Italian luxury manufacturer Factory, renowned for its expertise in leather, has recently been placed in receivership. The company, which had been successfully managing Neil Barrett’s collections under license for several years, found itself in financial turmoil from which it was unable to recover following the devastating impact of the Covid-19 crisis. In an effort to safeguard its operations, Factory sought protection under a preventive concordat, a procedure similar to the French judicial reorganisation. Regrettably, these measures proved unsuccessful, forcing the company to resort to filing for judicial liquidation.

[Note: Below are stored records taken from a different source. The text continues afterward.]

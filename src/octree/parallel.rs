//! Distributed construction of the global octree.
//!
//! Every rank holds the same cornerstone array. Each rank counts its own
//! sorted keys per leaf, the counts are summed over all ranks, and every rank
//! evaluates the same rebalance operations on the same global counts. The
//! trees therefore stay identical without ever being communicated.

use super::{
    check_unsplittable, compute_node_counts, lower_bound, num_leaves, rebalance_decision,
    rebalance_tree,
};
use crate::backend::Backend;
use crate::comm::{Communicator, ReduceOp};
use crate::error::{ImbalanceError, Result};
use crate::geometry::{BoundaryKind, DomainBox};
use crate::sfc::SfcKey;

/// Compute the global bounding box across all particles on all processes.
///
/// Only open axes are updated. An open axis without any particle keeps its
/// previous bounds, an open axis where all particles share one coordinate
/// is widened so that it keeps a positive length.
pub fn compute_global_bounding_box<C: Communicator, B: Backend>(
    coords: [&[f64]; 3],
    domain_box: &DomainBox,
    comm: &C,
) -> Result<DomainBox> {
    // Reduce the negated minima together with the maxima in one call.
    let mut extrema = [f64::MIN; 6];
    for (axis, values) in coords.iter().enumerate() {
        if let Some((lo, hi)) = B::min_max(values) {
            extrema[axis] = -lo;
            extrema[3 + axis] = hi;
        }
    }
    comm.all_reduce_f64(&mut extrema, ReduceOp::Max)?;

    let mut result = *domain_box;
    for axis in 0..3 {
        if domain_box.boundaries()[axis] != BoundaryKind::Open {
            continue;
        }
        let (lo, hi) = (-extrema[axis], extrema[3 + axis]);
        if lo > hi {
            // No particles anywhere.
            continue;
        }

        let hi = if hi > lo {
            hi
        } else {
            lo + f64::max(lo.abs(), 1.0) * 1e-9
        };
        result = result.with_bounds(axis, lo, hi)?;
    }

    tracing::debug!(global_box = %result, "computed global bounding box");
    Ok(result)
}

/// Leaf counts of the sorted local `keys`, summed over all ranks.
pub fn global_node_counts<K: SfcKey, B: Backend, C: Communicator>(
    tree: &[K],
    keys: &[K],
    comm: &C,
) -> Result<Vec<u64>> {
    let mut counts = compute_node_counts::<K, B>(tree, keys);
    comm.all_reduce_u64(&mut counts, ReduceOp::Sum)?;
    Ok(counts)
}

/// Largest entry of `values` in every leaf of `tree`, over all ranks.
///
/// `values[i]` belongs to the particle with the sorted key `keys[i]`. Leaves
/// without particles on any rank get zero.
pub fn global_leaf_max<K: SfcKey, B: Backend, C: Communicator>(
    tree: &[K],
    keys: &[K],
    values: &[f64],
    comm: &C,
) -> Result<Vec<f64>> {
    debug_assert_eq!(keys.len(), values.len());
    let mut maxima = B::map_indices(num_leaves(tree), |leaf| {
        let start = lower_bound(keys, tree[leaf]);
        let end = lower_bound(keys, tree[leaf + 1]);
        values[start..end].iter().fold(0.0, |acc: f64, &value| acc.max(value))
    });
    comm.all_reduce_f64(&mut maxima, ReduceOp::Max)?;
    Ok(maxima)
}

/// One distributed rebalance step. Returns true if the tree was already converged.
pub fn update_octree_global<K: SfcKey, B: Backend, C: Communicator>(
    keys: &[K],
    bucket_size: usize,
    tree: &mut Vec<K>,
    counts: &mut Vec<u64>,
    comm: &C,
) -> Result<bool> {
    let (ops, converged) = rebalance_decision::<K, B>(tree, counts, bucket_size);
    if !converged {
        *tree = rebalance_tree::<K, B>(tree, &ops);
        *counts = global_node_counts::<K, B, C>(tree, keys, comm)?;
    }
    Ok(converged)
}

/// Rebalance the global tree, starting from `tree`.
///
/// Returns the converged tree, its global leaf counts and the number of
/// iterations. All ranks take the same decisions, so either all succeed or
/// all fail with the same error.
pub fn compute_octree_global<K: SfcKey, B: Backend, C: Communicator>(
    keys: &[K],
    bucket_size: usize,
    tree: Vec<K>,
    max_iterations: usize,
    comm: &C,
) -> Result<(Vec<K>, Vec<u64>, usize)> {
    let mut tree = tree;
    let mut counts = global_node_counts::<K, B, C>(&tree, keys, comm)?;

    for iteration in 0..max_iterations {
        if update_octree_global::<K, B, C>(keys, bucket_size, &mut tree, &mut counts, comm)? {
            check_unsplittable(&tree, &counts, bucket_size)?;
            tracing::debug!(
                iterations = iteration,
                leaves = counts.len(),
                "global tree converged"
            );
            return Ok((tree, counts, iteration));
        }
    }

    Err(ImbalanceError::NotConverged {
        iterations: max_iterations,
    }
    .into())
}

#[cfg(test)]
mod test {
    use rand::Rng;

    use super::{compute_global_bounding_box, compute_octree_global, global_leaf_max};
    use crate::backend::HostBackend;
    use crate::comm::local::LocalCluster;
    use crate::comm::Communicator;
    use crate::geometry::{BoundaryKind, DomainBox};
    use crate::octree::{compute_octree, is_cornerstone, root_tree, uniform_tree};
    use crate::tools::{generate_random_keys, seeded_rng};

    #[test]
    fn test_distributed_tree_matches_serial_tree() {
        let mut rng = seeded_rng(8);
        let mut all_keys = generate_random_keys::<u64, _>(6000, &mut rng);
        all_keys.extend((0..1000).map(|_| rng.gen_range(0..1u64 << 45)));

        let (serial_tree, serial_counts) = {
            let mut sorted = all_keys.clone();
            sorted.sort();
            compute_octree::<_, HostBackend>(&sorted, 40, 64).unwrap()
        };

        let results = LocalCluster::run(3, |comm| {
            let mut keys = all_keys
                .iter()
                .skip(comm.rank())
                .step_by(3)
                .copied()
                .collect::<Vec<_>>();
            keys.sort();
            compute_octree_global::<_, HostBackend, _>(&keys, 40, root_tree(), 64, &comm).unwrap()
        });

        for (tree, counts, _) in results {
            assert!(is_cornerstone(&tree));
            assert_eq!(tree, serial_tree);
            assert_eq!(counts, serial_counts);
        }
    }

    #[test]
    fn test_global_bounding_box() {
        let domain_box = DomainBox::new(
            [0.0; 3],
            [1.0; 3],
            [BoundaryKind::Open, BoundaryKind::Periodic, BoundaryKind::Open],
        )
        .unwrap();

        let results = LocalCluster::run(2, |comm| {
            let x = if comm.rank() == 0 { vec![-3.0, 0.5] } else { vec![2.0] };
            let y = vec![0.5; x.len()];
            // Every particle shares the same z coordinate.
            let z = vec![4.0; x.len()];
            compute_global_bounding_box::<_, HostBackend>([&x, &y, &z], &domain_box, &comm).unwrap()
        });

        for result in results {
            assert_eq!(result.lo()[0], -3.0);
            assert_eq!(result.hi()[0], 2.0);
            assert_eq!(result.lo()[1], 0.0);
            assert_eq!(result.hi()[1], 1.0);
            assert_eq!(result.lo()[2], 4.0);
            assert!(result.hi()[2] > 4.0);
        }
    }

    #[test]
    fn test_global_leaf_max() {
        let tree = uniform_tree::<u32>(1);
        let results = LocalCluster::run(2, |comm| {
            // Rank 0 holds particles in leaves 0 and 2, rank 1 in leaves 2 and 5.
            let (keys, values) = if comm.rank() == 0 {
                (vec![tree[0], tree[0] + 3, tree[2]], vec![0.5, 0.25, 1.0])
            } else {
                (vec![tree[2] + 1, tree[5]], vec![2.0, 0.125])
            };
            global_leaf_max::<_, HostBackend, _>(&tree, &keys, &values, &comm).unwrap()
        });

        for maxima in results {
            assert_eq!(maxima, vec![0.5, 0.0, 2.0, 0.0, 0.0, 0.125, 0.0, 0.0]);
        }
    }
}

The challenges faced by Factory can be attributed to the unprecedented difficulties brought on by the pandemic. However, the situation further deteriorated with the imposition of European sanctions on the luxury goods trade as a response to Russia’s invasion of Ukraine. Factory heavily relied on this region as one of its primary markets, making it particularly vulnerable to the adverse effects of the sanctions.

To compound Factory’s troubles, the company also lost its licensing contract with Neil Barrett. The contract expired after the autumn/winter 2021/2022 season and was not renewed, exacerbating the company’s already precarious financial situation. Consequently, Factory was unable to regain stability. Despite employing more than 40 people, Factory managed licensed collections for three luxury brands, in addition to its own brand, Drome. However, its revenue plummeted significantly from 36 million euros in 2020 to a mere 6 million euros in 2022.

Factory was originally founded by Ferrero Rosati in 1974, who initially started his business with the creation of the leather ready-to-wear brand Santacroce. Over time, Rosati expanded his operations to include production for luxury houses, ultimately selling a majority stake in his company to Prada in 2001. In 2008, Rosati established a new company, Factory, in order to support the growth of Drome, a ready-to-wear brand launched by his daughter, Marianna Rosati. Drome quickly gained acclaim for its exceptional craftsmanship in working with skins and leathers, attracting a loyal customer base of up to 250 multi-brand stores.

Unfortunately, due to the financial crisis and subsequent liquidation proceedings, Drome has also been forced to cease its activities. At present, no advisor has been engaged in any potential acquisition, leaving the brand’s future uncertain. This turn of events is a devastating blow for Factory, which was once a stalwart in the storied history of Italian luxury manufacturing. Unable to overcome the myriad challenges posed by the pandemic and its aftermath, the company succumbed to an unfortunate demise.